Incident at Badamya tells the story of sixteen-year-old Gen, daughter of an American missionary who has been raised in Burma. Due to a series of hardships, her father commits suicide in 1950, leaving his young daughter with a charge to find her own way back to America and to her aunt for guardianship. Gen leaves the village, where she had lived with her father, to hike along the river where she had observed a steamer ship. The ship had passed by the village on the day of her father's suicide and she hoped to secure passage onboard. The 1950's in post-independent Burma saw a lot of upheaval and civil unrest and Gen's journey isn't all that she had hoped. She ends up being captured and held with a group of Europeans, who had been onboard said steamer, for ransom.  

This book is part mystery but mostly suspense. Gilman's style of story telling is engaging and intelligent. It's clear that she has a good handle on world events as well as different world religions and philosophy which makes this an intriguing story to read. Gilman traveled extensively in her adult life and that set the stage for her Mrs. Pollifax series, but also aided her in crafting other tales such as this one. Gilman really is a joy and a pleasure to read. 

If you've not yet read Gilman, I'd recommend you start with Pollifax first as I think you'll like her best. But if you do have a chance to read any other of Gilman's works, I would also recommend you take the opportunity. I don't believe you would regret it.

Wednesday, June 30, 2021

Gerald and Elizabeth, by D.E. Stevenson

I now have a long term bookish relationship with D.E. Stevenson. I hunt for her books when traveling in the UK, I scout them down online, and I browse for them in antique shops and thrift stores everywhere. I pick up each one that I find - not a single one has been left behind! I love D.E. Stevenson and so I was delighted when traveling to find this copy at a thrift store. What a find!

If you've not yet read a D.E. Stevenson, I would recommend that you get to it! When people ask me what her books are most like, I commonly compare them to the Mitford or Miss Read series. They are very calm, usually have a happy ending, they contain solid characters and provide a good chuckle or two. These are very pleasant, light and engaging reads and I love them.

I dove into Gerald and Elizabeth immediately upon purchase. This book tells the story of a brother and sister duo. Gerald has hit rock bottom and as a trail or two going on in his life, whereas his sister Elizabeth has met with great success. The two aren't a perfect match but they love each other dearly and this book tells the story of how they help each other along, navigating heartbreak and clearing up mysteries. It is a fun, distracting read just as I expected that it would be. 
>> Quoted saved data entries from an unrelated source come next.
use std::fs;
use std::path::Path;

use chrono::{
    DateTime, Datelike, Days, Local, Months, NaiveDate, NaiveDateTime, NaiveTime, TimeZone, Weekday,
};
use tracing::debug;

#[derive(Debug, Clone, Copy, PartialEq, Eq)]
pub enum Period {
    Daily,
    Weekly(Weekday),
    /// On the first day of every month.
    Monthly,
}

impl Period {
    fn forward(&self, date: NaiveDate) -> NaiveDate {
        match self {
            Period::Daily => date + Days::new(1),
            Period::Weekly(_) => date + Days::new(7),
            Period::Monthly => date + Months::new(1),
        }
    }

    fn back(&self, date: NaiveDate) -> NaiveDate {
        match self {
            Period::Daily => date - Days::new(1),
            Period::Weekly(_) => date - Days::new(7),
            Period::Monthly => date - Months::new(1),
        }
    }
}

/// Rotates when the local clock passes a recurring time of day.
#[derive(Debug, Clone, PartialEq, Eq)]
pub struct DatePolicy {
    period: Period,
    time: NaiveTime,
    boundary: DateTime<Local>,
}

impl DatePolicy {
    pub fn daily(time: NaiveTime) -> Self {
        Self::new_at(Period::Daily, time, Local::now())
    }

    pub fn weekly(day: Weekday) -> Self {
        Self::new_at(Period::Weekly(day), NaiveTime::MIN, Local::now())
    }

    pub fn monthly(time: NaiveTime) -> Self {
        Self::new_at(Period::Monthly, time, Local::now())
    }

    pub(crate) fn new_at(period: Period, time: NaiveTime, now: DateTime<Local>) -> Self {
        let mut policy = Self {
            period,
            time,
            boundary: now,
        };
        policy.boundary = policy.next_boundary_after(now);
        policy
    }

    pub fn period(&self) -> Period {
        self.period
    }

    /// Next moment at which the current file is rotated away.
    pub fn boundary(&self) -> DateTime<Local> {
        self.boundary
    }

    pub(crate) fn check_file(&self, path: &Path) -> bool {
        self.check_file_at(path, Local::now())
    }

    /// A file last modified before the most recent boundary belongs to an earlier
    /// period.
    pub(crate) fn check_file_at(&self, path: &Path, now: DateTime<Local>) -> bool {
        let Ok(modified) = fs::metadata(path).and_then(|m| m.modified()) else {
            return false;
        };
        let modified = DateTime::<Local>::from(modified);
        let last_boundary = self.previous(self.next_boundary_after(now));
        debug!(
            "Date policy: {:?} modified at {}, last boundary {}",
            path, modified, last_boundary
        );
        modified < last_boundary
    }

    pub(crate) fn check_text(&self) -> bool {
        self.check_text_at(Local::now())
    }

    pub(crate) fn check_text_at(&self, now: DateTime<Local>) -> bool {
        now >= self.boundary
    }

    pub(crate) fn reset(&mut self) {
        self.reset_at(Local::now());
    }

    pub(crate) fn reset_at(&mut self, now: DateTime<Local>) {
        self.boundary = self.next_boundary_after(now);
    }

    fn next_boundary_after(&self, now: DateTime<Local>) -> DateTime<Local> {
        let mut date = self.period_start(now.date_naive());
        loop {
            let candidate = to_local(date.and_time(self.time));
            if candidate > now {
                return candidate;
            }
            date = self.period.forward(date);
        }
    }

    fn previous(&self, boundary: DateTime<Local>) -> DateTime<Local> {
        to_local(self.period.back(boundary.date_naive()).and_time(self.time))
    }

    fn period_start(&self, date: NaiveDate) -> NaiveDate {
        match self.period {
            Period::Daily => date - Days::new(1),
            Period::Weekly(day) => {
                let back = (7 + date.weekday().num_days_from_monday()
                    - day.num_days_from_monday())
                    % 7;
                date - Days::new(u64::from(back) + 7)
            }
            Period::Monthly => {
                let first = date - Days::new(u64::from(date.day0()));
                first - Months::new(1)
            }
        }
    }
}

/// Local time for a wall clock reading, skipping forward over DST gaps.
fn to_local(naive: NaiveDateTime) -> DateTime<Local> {
    Local
        .from_local_datetime(&naive)
        .earliest()
        .or_else(|| {
            Local
                .from_local_datetime(&(naive + chrono::Duration::hours(1)))
                .earliest()
        })
        .unwrap_or_else(|| Local.from_utc_datetime(&naive))
}

/// Parses `HH` or `HH:mm`.
pub(crate) fn parse_time(text: &str) -> Option<NaiveTime> {
    let text = text.trim();
    let (hour, minute) = match text.split_once(':') {
        Some((hour, minute)) => (hour, minute),
        None => (text, "0"),
    };
    NaiveTime::from_hms_opt(hour.trim().parse().ok()?, minute.trim().parse().ok()?, 0)
}

/// Parses an English day name or a number from 1 (Monday) to 7 (Sunday).
pub(crate) fn parse_weekday(text: &str) -> Option<Weekday> {
    const DAYS: [Weekday; 7] = [
        Weekday::Mon,
        Weekday::Tue,
        Weekday::Wed,
        Weekday::Thu,
        Weekday::Fri,
        Weekday::Sat,
        Weekday::Sun,
    ];

    let text = text.trim();
    match text.parse::<usize>() {
        Ok(number @ 1..=7) => Some(DAYS[number - 1]),
        Ok(_) => None,
        Err(_) => text.parse::<Weekday>().ok(),
    }
}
Gerald and Elizabeth, I noted when reading, felt different than some of Stevenson's other books. As usual, when I'm reading a book I don't stop to research anything about it until I am done so that I can focus on the story exclusively. An impression that I had when reading was that the times in which Stevenson were writing had changed to some extent. Her characters spoke of looser morals than in previous books (nothing torrid happens in the story at all, but characters are referenced). Airplane travel had entered into the picture and the gap between Scotland and England didn't seem quite so far as it had before - when her characters had to travel by train. There were just little notables which told me something was different about this particular book.

Sure enough, upon the conclusion of my reading, I went to research it. D.E. Stevenson wrote prolifically from 1932 to 1970. From the years 1952 to 1969 she wrote one novel a year! Gerald and Elizabeth was published in 1969 and is largely touted to be her final work which explains why her characters are a bit more lax and travel more accessible. Having read much of what she wrote in the earlier half of her career, it was fascinating to read a book that came towards the end of it. 

One thing that remains extremely unclear to me is how D.E. Stevenson concluded her life. In 1970 a sequel to Gerald and Elizabeth was published called The House of the Deer. While many websites list Gerald and Elizabeth as her last work, it would be more accurate to say that this was her last mini series. Apparently a collection of works were also published posthumously which I am now eager to get my hands on!

D.E. Stevenson passed away in 1973 at the age of 81 years of age. I'd like to think she spent her final years just relaxing and enjoying life. She certainly had produced an epic amount of work in her lifetime and fun work at that! I love this picture of her, taken when she was older. She looks like a friendly soul that I would like to have had the chance to talk to. Since I can't do that, I will go on enjoying her works, appreciating more now how she evolved as a writer over time.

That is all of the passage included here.